Start of Input for this task

//! # Message Module
//!
//! Renders the list of top releases into a status message that fits a
//! platform's character limit.
//!
//! Every locale provides templates for three tiers (`Normal`, `Short`,
//! `Shorter`). The tiers are tried in order and the first rendering whose
//! length is within the limit wins. When not even the `Shorter` rendering
//! fits, it is cut hard at the limit. Lengths are counted in characters.
//!
//! ```text
//! #TopAlbums in September
//! 1. Album A (by Artist X)
//! 2. Album B (by Artist Y)
//! ```

mod templates;

use std::cell::Cell;

use chrono::{Datelike, Local, Months, NaiveDate, NaiveTime};

pub use templates::{FALLBACK_LOCALE, HeadingArity, Templates, Tier};

use crate::{
    types::{Period, ReleaseRecord},
    utils, warning,
};

/// Twitter's limit, used for every platform.
pub const MAX_MESSAGE_LENGTH: usize = 280;

pub struct MessageFormatter {
    locale: String,
    verified_count: usize,
    today: NaiveDate,
    warned: Cell<bool>,
}

impl MessageFormatter {
    /// A formatter for `locale` (e.g. `en_GB.UTF-8`) whose heading announces
    /// `verified_count` releases. Periods are relative to today.
    pub fn new(locale: &str, verified_count: usize) -> Self {
        Self {
            locale: locale.to_string(),
            verified_count,
            today: Local::now().date_naive(),
            warned: Cell::new(false),
        }
    }

    /// Uses `today` instead of the current date to derive period labels.
    pub fn with_reference_date(mut self, today: NaiveDate) -> Self {
        self.today = today;
        self
    }

    /// Renders `releases` with the most verbose tier that fits in `max_length`
    /// characters, or the hard-cut `Shorter` rendering when none does.
    ///
    /// An empty list gives an empty message.
    pub fn format(&self, releases: &[ReleaseRecord], period: Period, max_length: usize) -> String {
        if releases.is_empty() {
            return String::new();
        }

        let mut candidate = String::new();
        for tier in Tier::ALL {
            candidate = self.render(releases, period, tier);
            if candidate.chars().count() <= max_length {
                return candidate;
            }
        }

        utils::truncate_chars(&candidate, max_length)
    }

    /// Renders `releases` with the templates of a single tier.
    pub fn render(&self, releases: &[ReleaseRecord], period: Period, tier: Tier) -> String {
        if releases.is_empty() {
            return String::new();
        }

        let templates = self.templates(tier);
        let mut message = self.heading(templates, period);
        for (rank, release) in releases.iter().enumerate() {
            message.push_str(&templates.render_line(
                rank + 1,
                &release.release_name,
                &release.artist_name,
            ));
        }

        message.trim().to_string()
    }

    fn heading(&self, templates: &Templates, period: Period) -> String {
        templates.render_heading(self.verified_count, &self.period_label(period))
    }

    /// Name of the previous month, or the previous year, in the template locale.
    pub fn period_label(&self, period: Period) -> String {
        match period {
            Period::Month => {
                let last_month = self
                    .today
                    .checked_sub_months(Months::new(1))
                    .unwrap_or(self.today);
                last_month
                    .and_time(NaiveTime::MIN)
                    .and_utc()
                    .format_localized("%B", templates::time_locale(self.template_locale()))
                    .to_string()
            }
            Period::Year => (self.today.year() - 1).to_string(),
        }
    }

    fn template_locale(&self) -> &str {
        if Tier::ALL
            .iter()
            .all(|tier| templates::lookup(*tier, &self.locale).is_some())
        {
            &self.locale
        } else {
            FALLBACK_LOCALE
        }
    }

    fn templates(&self, tier: Tier) -> &'static Templates {
        if let Some(templates) = templates::lookup(tier, &self.locale) {
            return templates;
        }

        if !self.warned.replace(true) {
            warning!(
                "Locale \"{}\" not found, using \"{}\" instead",
                self.locale,
                FALLBACK_LOCALE
            );
        }

        templates::lookup(tier, FALLBACK_LOCALE).unwrap_or(&DEFAULT_TEMPLATES)
    }
}

static DEFAULT_TEMPLATES: Templates = Templates {
    heading: "#TopAlbums in {period}\n",
    arity: HeadingArity::Period,
    line: "{rank} {release} ({artist})\n",
};

/// One-shot formatting relative to today.
///
/// # Arguments
///
/// * `releases` - Verified releases in rank order
/// * `period` - The period the heading names
/// * `locale` - Template locale, e.g. `es_ES.UTF-8`
/// * `verified_count` - The configured number of kept releases (`LB_VERIFIED`),
///   announced by headings that have a `{count}` slot
/// * `max_length` - Character limit of the result
pub fn format_message(
    releases: &[ReleaseRecord],
    period: Period,
    locale: &str,
    verified_count: usize,
    max_length: usize,
) -> String {
    MessageFormatter::new(locale, verified_count).format(releases, period, max_length)
}

#[cfg(test)]
mod tests {
    use super::*;

    #[test]
    fn heading_announces_the_configured_count() {
        let templates = Templates {
            heading: "Top {count} of {period}\n",
            arity: HeadingArity::CountAndPeriod,
            line: "{rank} {release}\n",
        };
        let formatter = MessageFormatter::new("en_GB.UTF-8", 5)
            .with_reference_date(NaiveDate::from_ymd_opt(2024, 3, 15).unwrap());

        assert_eq!(formatter.heading(&templates, Period::Year), "Top 5 of 2023\n");
    }
}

End of Input for this task

Work item. Show all lines above containing "usize".

Task solution.
pub const MAX_MESSAGE_LENGTH: usize = 280;
    verified_count: usize,
    pub fn new(locale: &str, verified_count: usize) -> Self {
    pub fn format(&self, releases: &[ReleaseRecord], period: Period, max_length: usize) -> String {
    verified_count: usize,
    max_length: usize,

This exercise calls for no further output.